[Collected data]
------------------------------------------------------------

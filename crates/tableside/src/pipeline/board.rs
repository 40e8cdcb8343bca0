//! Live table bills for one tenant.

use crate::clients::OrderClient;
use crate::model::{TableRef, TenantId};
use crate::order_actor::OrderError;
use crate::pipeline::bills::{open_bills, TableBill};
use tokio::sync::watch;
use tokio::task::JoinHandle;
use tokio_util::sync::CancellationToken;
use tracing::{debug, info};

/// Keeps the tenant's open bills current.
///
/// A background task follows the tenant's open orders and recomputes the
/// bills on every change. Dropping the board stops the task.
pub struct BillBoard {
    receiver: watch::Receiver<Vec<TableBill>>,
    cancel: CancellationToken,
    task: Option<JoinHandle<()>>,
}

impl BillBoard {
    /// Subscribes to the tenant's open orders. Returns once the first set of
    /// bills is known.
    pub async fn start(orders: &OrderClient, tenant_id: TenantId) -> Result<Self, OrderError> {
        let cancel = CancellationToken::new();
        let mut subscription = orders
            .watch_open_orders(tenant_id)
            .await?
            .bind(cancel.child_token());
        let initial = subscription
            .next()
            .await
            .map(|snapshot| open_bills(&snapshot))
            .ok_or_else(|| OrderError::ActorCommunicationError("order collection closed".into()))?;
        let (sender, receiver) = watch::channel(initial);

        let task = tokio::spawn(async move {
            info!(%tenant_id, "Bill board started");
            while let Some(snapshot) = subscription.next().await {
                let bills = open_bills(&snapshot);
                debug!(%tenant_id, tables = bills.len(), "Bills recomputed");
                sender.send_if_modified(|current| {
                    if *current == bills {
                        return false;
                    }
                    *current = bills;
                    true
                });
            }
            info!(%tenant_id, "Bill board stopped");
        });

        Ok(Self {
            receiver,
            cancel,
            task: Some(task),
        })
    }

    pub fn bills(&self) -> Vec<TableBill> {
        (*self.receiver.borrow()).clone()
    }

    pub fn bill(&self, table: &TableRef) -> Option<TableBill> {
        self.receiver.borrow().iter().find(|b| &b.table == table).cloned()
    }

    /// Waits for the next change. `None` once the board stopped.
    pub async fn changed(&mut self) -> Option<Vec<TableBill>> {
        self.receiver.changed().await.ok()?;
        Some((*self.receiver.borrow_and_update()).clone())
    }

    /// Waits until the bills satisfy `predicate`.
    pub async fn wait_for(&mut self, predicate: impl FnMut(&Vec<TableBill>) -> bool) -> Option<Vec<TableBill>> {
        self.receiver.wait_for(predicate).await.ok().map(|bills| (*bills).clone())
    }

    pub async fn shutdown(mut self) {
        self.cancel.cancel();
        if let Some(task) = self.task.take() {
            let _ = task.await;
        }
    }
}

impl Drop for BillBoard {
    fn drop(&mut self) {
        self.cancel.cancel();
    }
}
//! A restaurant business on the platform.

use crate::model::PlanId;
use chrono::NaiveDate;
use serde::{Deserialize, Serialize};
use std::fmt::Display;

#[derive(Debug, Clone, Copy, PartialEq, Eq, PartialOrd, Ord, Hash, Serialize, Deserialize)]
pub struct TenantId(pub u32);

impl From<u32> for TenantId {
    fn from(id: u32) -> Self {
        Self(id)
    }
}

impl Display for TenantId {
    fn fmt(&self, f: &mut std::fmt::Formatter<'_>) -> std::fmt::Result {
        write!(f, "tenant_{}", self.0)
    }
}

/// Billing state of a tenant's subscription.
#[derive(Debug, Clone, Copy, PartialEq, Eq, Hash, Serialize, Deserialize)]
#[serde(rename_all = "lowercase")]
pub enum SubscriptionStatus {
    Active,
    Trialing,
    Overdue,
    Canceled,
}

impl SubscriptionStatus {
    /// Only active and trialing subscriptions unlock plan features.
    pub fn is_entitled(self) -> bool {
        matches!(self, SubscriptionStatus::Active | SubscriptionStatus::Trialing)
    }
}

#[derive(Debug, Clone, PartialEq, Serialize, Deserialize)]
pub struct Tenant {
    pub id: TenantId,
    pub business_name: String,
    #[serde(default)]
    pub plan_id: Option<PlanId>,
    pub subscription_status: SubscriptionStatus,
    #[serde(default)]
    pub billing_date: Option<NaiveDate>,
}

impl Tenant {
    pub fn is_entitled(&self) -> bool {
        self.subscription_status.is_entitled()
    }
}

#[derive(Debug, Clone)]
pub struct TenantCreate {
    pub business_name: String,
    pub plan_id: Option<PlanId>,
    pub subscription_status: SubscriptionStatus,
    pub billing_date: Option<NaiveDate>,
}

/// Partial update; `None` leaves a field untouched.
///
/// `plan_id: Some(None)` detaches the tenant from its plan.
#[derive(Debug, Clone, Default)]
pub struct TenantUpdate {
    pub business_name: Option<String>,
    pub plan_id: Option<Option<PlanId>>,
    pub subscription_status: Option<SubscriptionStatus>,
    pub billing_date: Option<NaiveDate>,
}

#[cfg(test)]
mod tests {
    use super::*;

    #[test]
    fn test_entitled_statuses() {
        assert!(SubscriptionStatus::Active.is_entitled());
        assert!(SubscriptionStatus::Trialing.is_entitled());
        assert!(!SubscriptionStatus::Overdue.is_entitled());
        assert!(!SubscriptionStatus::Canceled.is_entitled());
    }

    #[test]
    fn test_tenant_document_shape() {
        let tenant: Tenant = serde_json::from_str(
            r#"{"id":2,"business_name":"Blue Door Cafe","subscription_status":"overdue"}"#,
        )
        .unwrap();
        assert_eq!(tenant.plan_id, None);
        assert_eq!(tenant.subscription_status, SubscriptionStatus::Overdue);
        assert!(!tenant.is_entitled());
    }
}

------------------------------------------------------------

▶ [Problem statement] Please report every line of the records above that contains the word "Copy".

▶ [Result of this task]
#[derive(Debug, Clone, Copy, PartialEq, Eq, PartialOrd, Ord, Hash, Serialize, Deserialize)]
#[derive(Debug, Clone, Copy, PartialEq, Eq, Hash, Serialize, Deserialize)]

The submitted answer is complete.